*** Records shown Section Begins ***
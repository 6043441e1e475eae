//! Observer and geodetic positions
use crate::{constants::KM_PER_M, Error};
use dms_coordinates::DMS;
use serde::{Deserialize, Serialize};

/// [GeodeticPoint] is what distances are computed on:
/// latitude and longitude in decimal degrees, altitude in km.
#[derive(Default, Copy, Debug, Clone, PartialEq, PartialOrd, Serialize, Deserialize)]
pub struct GeodeticPoint {
    pub latitude_ddeg: f64,
    pub longitude_ddeg: f64,
    pub altitude_km: f64,
}

impl GeodeticPoint {
    /// Builds a new [GeodeticPoint]
    pub fn new(latitude_ddeg: f64, longitude_ddeg: f64, altitude_km: f64) -> Self {
        Self {
            latitude_ddeg,
            longitude_ddeg,
            altitude_km,
        }
    }
}

impl From<(f64, f64, f64)> for GeodeticPoint {
    fn from(lla: (f64, f64, f64)) -> Self {
        Self::new(lla.0, lla.1, lla.2)
    }
}

impl From<GeodeticPoint> for (f64, f64, f64) {
    fn from(val: GeodeticPoint) -> Self {
        (val.latitude_ddeg, val.longitude_ddeg, val.altitude_km)
    }
}

/// Raw fix, as returned by a location source.
/// Altitude (in meters) is often missing.
#[derive(Default, Copy, Debug, Clone, PartialEq, Serialize, Deserialize)]
pub struct PositionFix {
    pub latitude: f64,
    pub longitude: f64,
    pub altitude: Option<f64>,
}

impl PositionFix {
    /// Builds a fix without altitude information
    pub fn new(latitude: f64, longitude: f64) -> Self {
        Self {
            latitude,
            longitude,
            altitude: None,
        }
    }
    /// Copies and returns Self with given altitude, in meters
    pub fn with_altitude(&self, altitude_m: f64) -> Self {
        let mut s = *self;
        s.altitude = Some(altitude_m);
        s
    }
}

/// The user position that serves as distance reference.
/// Created once per refresh cycle and never modified afterwards.
#[derive(Default, Copy, Debug, Clone, PartialEq, Serialize, Deserialize)]
pub struct ObserverPosition {
    /// Latitude in decimal degrees, within [-90, 90]
    pub latitude: f64,
    /// Longitude in decimal degrees, within [-180, 180]
    pub longitude: f64,
    /// Altitude in meters, 0 when unknown
    pub altitude: f64,
}

impl ObserverPosition {
    /// Builds a new [ObserverPosition], altitude expressed in meters
    pub fn new(latitude: f64, longitude: f64, altitude: f64) -> Self {
        Self {
            latitude,
            longitude,
            altitude,
        }
    }
    /// Builds a validated [ObserverPosition] from a raw [PositionFix].
    /// A missing or non finite altitude is normalized to 0.
    pub fn from_fix(fix: &PositionFix) -> Result<Self, Error> {
        let altitude = fix.altitude.filter(|alt| alt.is_finite()).unwrap_or(0.0);
        let observer = Self::new(fix.latitude, fix.longitude, altitude);
        if observer.is_valid() {
            Ok(observer)
        } else {
            Err(Error::InvalidObserver {
                latitude: fix.latitude,
                longitude: fix.longitude,
            })
        }
    }
    /// Returns true if coordinates are finite and within valid ranges
    pub fn is_valid(&self) -> bool {
        self.latitude.is_finite()
            && self.longitude.is_finite()
            && self.altitude.is_finite()
            && (-90.0..=90.0).contains(&self.latitude)
            && (-180.0..=180.0).contains(&self.longitude)
    }
    /// Converts Self to a [GeodeticPoint], altitude converted to km
    pub fn to_geodetic_point(&self) -> GeodeticPoint {
        GeodeticPoint::new(self.latitude, self.longitude, self.altitude * KM_PER_M)
    }
    /// Returns (latitude, longitude) in DMS notation
    pub fn to_dms(&self) -> (DMS, DMS) {
        (
            DMS::from_ddeg_latitude(self.latitude),
            DMS::from_ddeg_longitude(self.longitude),
        )
    }
}

impl std::fmt::Display for ObserverPosition {
    fn fmt(&self, f: &mut std::fmt::Formatter) -> std::fmt::Result {
        write!(
            f,
            "({:.6}°, {:.6}°, {:.1}m)",
            self.latitude, self.longitude, self.altitude
        )
    }
}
*** Records shown Section Ends ***
Work request
Give back the line containing "fn fmt(&self, f: &mut" and all the lines after it through the end of the records, unchanged.

Completed task
    fn fmt(&self, f: &mut std::fmt::Formatter) -> std::fmt::Result {
        write!(
            f,
            "({:.6}°, {:.6}°, {:.1}m)",
            self.latitude, self.longitude, self.altitude
        )
    }
}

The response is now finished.